▼▼▼

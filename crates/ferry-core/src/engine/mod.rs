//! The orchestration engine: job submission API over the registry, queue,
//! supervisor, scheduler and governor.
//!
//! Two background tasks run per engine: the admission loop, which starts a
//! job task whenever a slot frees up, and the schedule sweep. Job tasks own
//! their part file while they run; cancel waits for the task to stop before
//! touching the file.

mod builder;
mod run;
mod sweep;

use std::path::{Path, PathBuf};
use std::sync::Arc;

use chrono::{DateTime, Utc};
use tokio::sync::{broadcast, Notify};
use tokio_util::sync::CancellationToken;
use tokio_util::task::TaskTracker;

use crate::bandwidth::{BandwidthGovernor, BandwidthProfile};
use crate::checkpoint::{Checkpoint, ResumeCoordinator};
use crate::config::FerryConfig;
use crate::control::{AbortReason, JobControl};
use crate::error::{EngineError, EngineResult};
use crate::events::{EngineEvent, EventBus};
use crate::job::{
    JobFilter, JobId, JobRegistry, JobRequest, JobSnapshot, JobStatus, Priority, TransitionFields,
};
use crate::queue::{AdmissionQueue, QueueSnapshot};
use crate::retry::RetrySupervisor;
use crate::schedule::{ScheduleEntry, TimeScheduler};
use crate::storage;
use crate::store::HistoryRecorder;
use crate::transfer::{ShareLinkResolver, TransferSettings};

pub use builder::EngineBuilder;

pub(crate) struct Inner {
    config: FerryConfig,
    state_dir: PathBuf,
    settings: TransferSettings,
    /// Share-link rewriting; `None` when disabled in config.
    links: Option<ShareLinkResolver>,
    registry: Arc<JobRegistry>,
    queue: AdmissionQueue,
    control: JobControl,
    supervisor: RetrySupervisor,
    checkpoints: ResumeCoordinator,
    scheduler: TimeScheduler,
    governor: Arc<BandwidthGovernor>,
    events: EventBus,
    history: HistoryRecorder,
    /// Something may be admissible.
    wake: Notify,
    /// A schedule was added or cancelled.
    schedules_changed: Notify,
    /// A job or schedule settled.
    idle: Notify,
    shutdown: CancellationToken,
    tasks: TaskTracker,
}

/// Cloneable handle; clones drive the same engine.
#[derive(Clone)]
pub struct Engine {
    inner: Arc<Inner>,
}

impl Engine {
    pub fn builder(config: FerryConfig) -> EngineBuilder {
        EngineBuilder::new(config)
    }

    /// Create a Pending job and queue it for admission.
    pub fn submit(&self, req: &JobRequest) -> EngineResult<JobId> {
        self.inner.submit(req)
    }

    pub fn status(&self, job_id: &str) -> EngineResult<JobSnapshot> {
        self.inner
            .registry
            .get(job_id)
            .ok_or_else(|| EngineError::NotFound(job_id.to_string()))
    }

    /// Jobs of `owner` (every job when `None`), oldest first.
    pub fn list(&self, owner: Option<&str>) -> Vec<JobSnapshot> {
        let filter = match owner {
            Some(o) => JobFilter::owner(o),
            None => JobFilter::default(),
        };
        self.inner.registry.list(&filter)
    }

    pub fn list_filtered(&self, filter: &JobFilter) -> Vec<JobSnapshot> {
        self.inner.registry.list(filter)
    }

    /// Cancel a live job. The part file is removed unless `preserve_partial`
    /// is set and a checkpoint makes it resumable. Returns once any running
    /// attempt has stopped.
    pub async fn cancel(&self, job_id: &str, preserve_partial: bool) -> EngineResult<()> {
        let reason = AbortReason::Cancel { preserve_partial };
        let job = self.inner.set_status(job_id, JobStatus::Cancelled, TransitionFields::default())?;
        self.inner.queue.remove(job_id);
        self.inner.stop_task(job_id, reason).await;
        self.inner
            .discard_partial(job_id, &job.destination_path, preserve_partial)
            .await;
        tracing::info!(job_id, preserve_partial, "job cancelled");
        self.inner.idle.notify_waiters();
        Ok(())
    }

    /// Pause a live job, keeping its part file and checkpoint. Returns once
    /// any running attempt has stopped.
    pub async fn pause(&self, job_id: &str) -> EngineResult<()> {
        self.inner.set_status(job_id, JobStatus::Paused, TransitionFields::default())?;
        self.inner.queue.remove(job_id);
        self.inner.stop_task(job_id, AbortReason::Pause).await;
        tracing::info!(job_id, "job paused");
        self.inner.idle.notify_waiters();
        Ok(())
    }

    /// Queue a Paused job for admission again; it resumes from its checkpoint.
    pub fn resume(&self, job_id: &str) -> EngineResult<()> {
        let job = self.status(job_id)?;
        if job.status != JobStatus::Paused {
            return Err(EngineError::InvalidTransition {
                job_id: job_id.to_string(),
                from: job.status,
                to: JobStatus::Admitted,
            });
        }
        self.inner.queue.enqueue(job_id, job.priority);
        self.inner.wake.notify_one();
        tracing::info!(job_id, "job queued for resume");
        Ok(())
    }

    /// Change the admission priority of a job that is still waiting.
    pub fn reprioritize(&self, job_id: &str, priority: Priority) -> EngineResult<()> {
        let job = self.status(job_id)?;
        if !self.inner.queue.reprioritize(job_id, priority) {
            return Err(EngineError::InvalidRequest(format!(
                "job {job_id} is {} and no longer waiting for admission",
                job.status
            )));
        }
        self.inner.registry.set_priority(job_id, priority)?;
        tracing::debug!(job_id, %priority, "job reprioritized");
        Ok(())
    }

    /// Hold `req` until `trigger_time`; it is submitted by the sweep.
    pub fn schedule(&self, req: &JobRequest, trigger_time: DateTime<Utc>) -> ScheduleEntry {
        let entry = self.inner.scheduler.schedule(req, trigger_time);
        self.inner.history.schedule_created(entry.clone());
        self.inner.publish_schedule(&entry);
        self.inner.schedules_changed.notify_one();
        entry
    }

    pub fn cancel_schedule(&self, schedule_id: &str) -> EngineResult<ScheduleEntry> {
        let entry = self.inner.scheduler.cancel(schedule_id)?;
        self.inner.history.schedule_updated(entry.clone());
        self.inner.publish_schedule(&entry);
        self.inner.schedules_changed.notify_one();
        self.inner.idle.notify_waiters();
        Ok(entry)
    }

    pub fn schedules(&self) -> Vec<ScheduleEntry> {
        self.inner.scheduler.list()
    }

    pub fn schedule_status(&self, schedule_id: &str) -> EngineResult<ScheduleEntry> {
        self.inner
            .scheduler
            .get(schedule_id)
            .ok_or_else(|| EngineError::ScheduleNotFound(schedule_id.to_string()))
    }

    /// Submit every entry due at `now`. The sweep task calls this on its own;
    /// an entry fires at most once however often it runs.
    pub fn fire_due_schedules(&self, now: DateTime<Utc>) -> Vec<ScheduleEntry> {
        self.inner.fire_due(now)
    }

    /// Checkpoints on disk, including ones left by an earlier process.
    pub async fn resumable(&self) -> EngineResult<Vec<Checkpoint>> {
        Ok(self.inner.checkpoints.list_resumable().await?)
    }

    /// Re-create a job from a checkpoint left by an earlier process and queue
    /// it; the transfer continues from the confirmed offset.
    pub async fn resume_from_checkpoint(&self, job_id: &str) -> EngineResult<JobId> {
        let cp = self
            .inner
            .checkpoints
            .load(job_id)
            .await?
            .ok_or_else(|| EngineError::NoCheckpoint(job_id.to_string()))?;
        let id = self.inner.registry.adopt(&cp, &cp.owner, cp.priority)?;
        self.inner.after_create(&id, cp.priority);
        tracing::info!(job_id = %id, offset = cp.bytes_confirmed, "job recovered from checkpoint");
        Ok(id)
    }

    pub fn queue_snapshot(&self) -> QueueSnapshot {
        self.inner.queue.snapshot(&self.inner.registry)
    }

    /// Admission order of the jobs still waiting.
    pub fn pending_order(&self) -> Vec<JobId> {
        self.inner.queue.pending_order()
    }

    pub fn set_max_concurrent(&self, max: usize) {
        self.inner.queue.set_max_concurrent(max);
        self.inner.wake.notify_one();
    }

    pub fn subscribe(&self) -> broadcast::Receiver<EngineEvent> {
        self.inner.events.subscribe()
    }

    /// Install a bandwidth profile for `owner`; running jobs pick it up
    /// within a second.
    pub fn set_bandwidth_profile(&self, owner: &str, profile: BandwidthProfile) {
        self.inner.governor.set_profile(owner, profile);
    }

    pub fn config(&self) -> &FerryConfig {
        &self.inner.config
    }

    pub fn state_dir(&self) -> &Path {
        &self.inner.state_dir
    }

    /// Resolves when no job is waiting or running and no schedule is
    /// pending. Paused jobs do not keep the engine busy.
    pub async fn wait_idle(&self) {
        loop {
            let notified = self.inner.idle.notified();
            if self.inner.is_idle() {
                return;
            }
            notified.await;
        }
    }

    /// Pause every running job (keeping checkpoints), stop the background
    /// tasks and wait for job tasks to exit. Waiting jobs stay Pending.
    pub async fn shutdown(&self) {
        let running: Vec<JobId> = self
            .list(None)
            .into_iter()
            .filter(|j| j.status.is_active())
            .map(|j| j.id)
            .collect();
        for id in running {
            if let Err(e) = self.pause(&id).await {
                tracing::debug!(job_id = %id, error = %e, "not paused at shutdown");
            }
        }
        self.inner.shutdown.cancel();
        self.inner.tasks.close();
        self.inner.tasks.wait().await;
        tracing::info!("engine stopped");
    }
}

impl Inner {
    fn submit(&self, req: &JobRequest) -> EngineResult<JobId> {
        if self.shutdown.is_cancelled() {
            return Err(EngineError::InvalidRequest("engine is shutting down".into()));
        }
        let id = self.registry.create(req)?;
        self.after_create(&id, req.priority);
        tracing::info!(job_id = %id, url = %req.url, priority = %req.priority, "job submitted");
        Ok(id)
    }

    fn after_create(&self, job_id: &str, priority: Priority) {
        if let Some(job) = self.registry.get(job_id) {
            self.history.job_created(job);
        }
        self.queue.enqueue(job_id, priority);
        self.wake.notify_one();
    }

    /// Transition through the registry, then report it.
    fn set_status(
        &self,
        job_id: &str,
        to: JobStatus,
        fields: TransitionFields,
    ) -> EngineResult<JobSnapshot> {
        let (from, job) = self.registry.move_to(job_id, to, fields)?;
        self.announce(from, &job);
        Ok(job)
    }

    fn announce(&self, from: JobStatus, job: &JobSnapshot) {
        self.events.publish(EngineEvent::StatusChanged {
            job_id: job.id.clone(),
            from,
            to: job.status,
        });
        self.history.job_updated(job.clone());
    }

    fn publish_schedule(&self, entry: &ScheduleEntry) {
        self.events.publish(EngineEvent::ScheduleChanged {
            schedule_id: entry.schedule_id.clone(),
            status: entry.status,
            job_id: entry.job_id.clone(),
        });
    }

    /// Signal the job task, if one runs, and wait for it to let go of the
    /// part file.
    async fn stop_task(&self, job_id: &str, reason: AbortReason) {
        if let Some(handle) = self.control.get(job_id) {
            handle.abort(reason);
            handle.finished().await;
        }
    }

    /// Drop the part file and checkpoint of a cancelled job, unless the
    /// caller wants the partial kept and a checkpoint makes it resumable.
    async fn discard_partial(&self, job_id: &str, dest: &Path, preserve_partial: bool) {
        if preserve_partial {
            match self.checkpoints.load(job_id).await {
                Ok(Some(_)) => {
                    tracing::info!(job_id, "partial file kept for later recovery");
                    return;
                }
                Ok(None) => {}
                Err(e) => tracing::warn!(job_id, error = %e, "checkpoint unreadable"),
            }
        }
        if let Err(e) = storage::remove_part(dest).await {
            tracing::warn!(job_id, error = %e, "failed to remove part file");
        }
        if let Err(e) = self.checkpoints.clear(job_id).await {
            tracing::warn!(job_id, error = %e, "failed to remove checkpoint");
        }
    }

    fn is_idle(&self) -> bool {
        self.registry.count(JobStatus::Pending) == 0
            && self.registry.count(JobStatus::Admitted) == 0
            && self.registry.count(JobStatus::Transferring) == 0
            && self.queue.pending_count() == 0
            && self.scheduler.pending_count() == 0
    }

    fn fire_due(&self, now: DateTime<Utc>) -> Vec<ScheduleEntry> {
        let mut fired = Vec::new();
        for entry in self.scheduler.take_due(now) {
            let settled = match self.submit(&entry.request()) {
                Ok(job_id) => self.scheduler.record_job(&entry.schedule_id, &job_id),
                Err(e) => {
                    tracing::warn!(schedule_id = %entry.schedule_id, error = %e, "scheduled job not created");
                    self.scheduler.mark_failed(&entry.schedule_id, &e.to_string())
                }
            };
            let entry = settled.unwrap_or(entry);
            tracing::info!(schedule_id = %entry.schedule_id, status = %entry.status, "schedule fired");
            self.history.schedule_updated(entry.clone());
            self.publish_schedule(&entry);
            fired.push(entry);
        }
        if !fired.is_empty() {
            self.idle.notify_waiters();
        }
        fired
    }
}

▲▲▲
▼▼▼

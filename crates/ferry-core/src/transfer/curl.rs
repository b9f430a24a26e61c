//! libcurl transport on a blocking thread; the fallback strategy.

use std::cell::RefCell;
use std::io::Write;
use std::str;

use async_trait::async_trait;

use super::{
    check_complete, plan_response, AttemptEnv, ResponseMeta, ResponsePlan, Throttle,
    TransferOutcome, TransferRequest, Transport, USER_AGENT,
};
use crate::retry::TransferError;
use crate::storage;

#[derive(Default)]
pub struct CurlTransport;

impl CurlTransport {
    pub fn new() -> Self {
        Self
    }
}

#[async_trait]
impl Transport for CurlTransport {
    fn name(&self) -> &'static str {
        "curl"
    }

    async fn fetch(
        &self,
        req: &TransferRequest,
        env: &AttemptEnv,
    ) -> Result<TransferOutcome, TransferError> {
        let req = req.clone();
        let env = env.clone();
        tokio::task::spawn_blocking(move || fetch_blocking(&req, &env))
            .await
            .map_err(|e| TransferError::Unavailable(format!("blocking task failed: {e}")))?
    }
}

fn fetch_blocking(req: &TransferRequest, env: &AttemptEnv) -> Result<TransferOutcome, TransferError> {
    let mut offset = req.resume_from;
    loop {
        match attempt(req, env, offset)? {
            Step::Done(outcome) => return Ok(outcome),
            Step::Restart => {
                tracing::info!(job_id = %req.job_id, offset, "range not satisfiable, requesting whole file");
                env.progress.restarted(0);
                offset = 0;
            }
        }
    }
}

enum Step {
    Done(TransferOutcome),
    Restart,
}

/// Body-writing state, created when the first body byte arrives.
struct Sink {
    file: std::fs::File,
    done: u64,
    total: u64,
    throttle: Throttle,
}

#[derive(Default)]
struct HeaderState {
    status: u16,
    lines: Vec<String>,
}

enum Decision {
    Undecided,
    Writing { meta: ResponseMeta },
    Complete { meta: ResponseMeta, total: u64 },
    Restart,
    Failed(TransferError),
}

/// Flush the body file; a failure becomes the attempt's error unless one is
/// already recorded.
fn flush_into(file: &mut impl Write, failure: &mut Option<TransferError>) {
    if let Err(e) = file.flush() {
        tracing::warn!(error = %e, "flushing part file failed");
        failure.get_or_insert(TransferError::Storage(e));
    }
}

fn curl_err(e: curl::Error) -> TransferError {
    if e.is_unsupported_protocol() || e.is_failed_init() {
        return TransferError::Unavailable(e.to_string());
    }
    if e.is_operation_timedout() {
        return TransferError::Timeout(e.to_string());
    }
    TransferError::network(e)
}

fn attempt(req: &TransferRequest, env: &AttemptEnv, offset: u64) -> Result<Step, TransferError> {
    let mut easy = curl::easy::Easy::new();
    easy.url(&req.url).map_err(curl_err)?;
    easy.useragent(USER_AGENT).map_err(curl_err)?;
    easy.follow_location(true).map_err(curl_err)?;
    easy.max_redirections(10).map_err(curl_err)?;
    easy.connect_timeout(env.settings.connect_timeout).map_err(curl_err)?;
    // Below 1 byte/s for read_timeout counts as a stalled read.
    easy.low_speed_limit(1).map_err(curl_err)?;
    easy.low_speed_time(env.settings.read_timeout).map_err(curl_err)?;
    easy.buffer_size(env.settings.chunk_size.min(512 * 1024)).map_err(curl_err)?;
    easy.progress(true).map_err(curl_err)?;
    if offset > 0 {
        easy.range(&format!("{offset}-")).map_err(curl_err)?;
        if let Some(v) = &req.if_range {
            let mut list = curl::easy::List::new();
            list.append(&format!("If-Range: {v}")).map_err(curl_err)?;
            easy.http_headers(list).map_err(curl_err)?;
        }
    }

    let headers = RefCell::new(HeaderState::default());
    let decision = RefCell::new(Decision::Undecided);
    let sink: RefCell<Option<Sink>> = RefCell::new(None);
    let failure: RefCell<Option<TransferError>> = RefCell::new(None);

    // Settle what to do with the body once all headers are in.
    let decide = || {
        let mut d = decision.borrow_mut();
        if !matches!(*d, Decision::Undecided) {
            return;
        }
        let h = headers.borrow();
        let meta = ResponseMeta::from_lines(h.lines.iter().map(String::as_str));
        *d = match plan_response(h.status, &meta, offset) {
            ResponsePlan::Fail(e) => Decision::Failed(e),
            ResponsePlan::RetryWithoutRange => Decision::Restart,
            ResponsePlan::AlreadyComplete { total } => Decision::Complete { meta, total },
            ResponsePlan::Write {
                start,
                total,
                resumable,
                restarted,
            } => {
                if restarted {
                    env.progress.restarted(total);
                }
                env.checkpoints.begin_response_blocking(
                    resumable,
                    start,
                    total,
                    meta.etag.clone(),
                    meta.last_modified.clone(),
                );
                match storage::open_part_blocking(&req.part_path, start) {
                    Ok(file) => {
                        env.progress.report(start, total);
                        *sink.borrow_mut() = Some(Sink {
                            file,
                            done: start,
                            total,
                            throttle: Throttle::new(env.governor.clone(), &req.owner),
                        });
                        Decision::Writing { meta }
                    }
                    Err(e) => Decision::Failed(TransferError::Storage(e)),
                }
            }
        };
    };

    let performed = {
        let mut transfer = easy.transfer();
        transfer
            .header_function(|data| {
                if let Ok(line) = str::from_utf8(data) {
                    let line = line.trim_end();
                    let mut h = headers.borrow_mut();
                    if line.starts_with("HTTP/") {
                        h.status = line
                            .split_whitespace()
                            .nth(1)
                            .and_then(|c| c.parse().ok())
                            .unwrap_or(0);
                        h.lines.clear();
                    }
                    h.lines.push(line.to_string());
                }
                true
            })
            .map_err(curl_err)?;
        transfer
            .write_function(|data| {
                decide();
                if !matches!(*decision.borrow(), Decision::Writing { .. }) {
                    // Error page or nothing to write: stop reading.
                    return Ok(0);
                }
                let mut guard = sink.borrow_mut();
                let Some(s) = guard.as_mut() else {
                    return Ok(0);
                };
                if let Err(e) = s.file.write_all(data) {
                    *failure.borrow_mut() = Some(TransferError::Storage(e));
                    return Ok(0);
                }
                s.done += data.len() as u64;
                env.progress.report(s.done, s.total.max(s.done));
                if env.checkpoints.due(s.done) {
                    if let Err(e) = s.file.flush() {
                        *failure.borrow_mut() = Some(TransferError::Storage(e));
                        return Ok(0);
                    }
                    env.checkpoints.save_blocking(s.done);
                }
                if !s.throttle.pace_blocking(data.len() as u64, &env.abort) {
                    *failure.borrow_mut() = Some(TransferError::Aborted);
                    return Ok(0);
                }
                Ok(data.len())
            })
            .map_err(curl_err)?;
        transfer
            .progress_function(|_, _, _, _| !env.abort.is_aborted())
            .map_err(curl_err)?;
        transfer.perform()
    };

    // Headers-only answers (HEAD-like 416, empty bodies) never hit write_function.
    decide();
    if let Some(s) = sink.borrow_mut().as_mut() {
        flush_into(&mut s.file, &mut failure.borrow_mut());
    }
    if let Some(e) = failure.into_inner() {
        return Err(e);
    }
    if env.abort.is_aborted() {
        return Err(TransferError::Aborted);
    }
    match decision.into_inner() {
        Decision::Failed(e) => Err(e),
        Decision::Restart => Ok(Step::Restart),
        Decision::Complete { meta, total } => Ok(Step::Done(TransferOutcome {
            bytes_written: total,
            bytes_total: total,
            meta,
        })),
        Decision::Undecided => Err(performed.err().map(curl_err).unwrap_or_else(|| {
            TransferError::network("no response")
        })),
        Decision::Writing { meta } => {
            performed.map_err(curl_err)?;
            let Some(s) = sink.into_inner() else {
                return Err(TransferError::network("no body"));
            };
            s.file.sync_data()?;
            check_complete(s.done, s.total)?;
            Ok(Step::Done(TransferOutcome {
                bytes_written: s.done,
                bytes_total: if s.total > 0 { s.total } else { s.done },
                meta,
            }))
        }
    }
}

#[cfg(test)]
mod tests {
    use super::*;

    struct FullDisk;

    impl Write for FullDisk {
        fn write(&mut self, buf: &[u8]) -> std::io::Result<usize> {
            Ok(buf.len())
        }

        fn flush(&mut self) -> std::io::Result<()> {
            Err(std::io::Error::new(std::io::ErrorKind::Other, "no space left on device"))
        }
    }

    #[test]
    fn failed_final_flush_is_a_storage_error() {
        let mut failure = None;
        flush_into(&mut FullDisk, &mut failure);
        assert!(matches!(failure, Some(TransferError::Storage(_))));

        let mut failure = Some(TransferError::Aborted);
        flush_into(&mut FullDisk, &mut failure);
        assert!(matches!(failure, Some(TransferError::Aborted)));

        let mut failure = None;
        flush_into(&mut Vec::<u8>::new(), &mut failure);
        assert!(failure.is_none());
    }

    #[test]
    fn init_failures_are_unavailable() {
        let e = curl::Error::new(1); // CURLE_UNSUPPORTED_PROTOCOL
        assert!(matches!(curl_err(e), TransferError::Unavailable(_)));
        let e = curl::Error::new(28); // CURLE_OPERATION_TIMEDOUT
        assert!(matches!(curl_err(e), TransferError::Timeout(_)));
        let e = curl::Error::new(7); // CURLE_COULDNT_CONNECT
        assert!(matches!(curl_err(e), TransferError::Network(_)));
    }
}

▲▲▲

Scan the listing above for the word "clear" and copy every line that holds it.

        if let Err(e) = self.checkpoints.clear(job_id).await {
                        h.lines.clear();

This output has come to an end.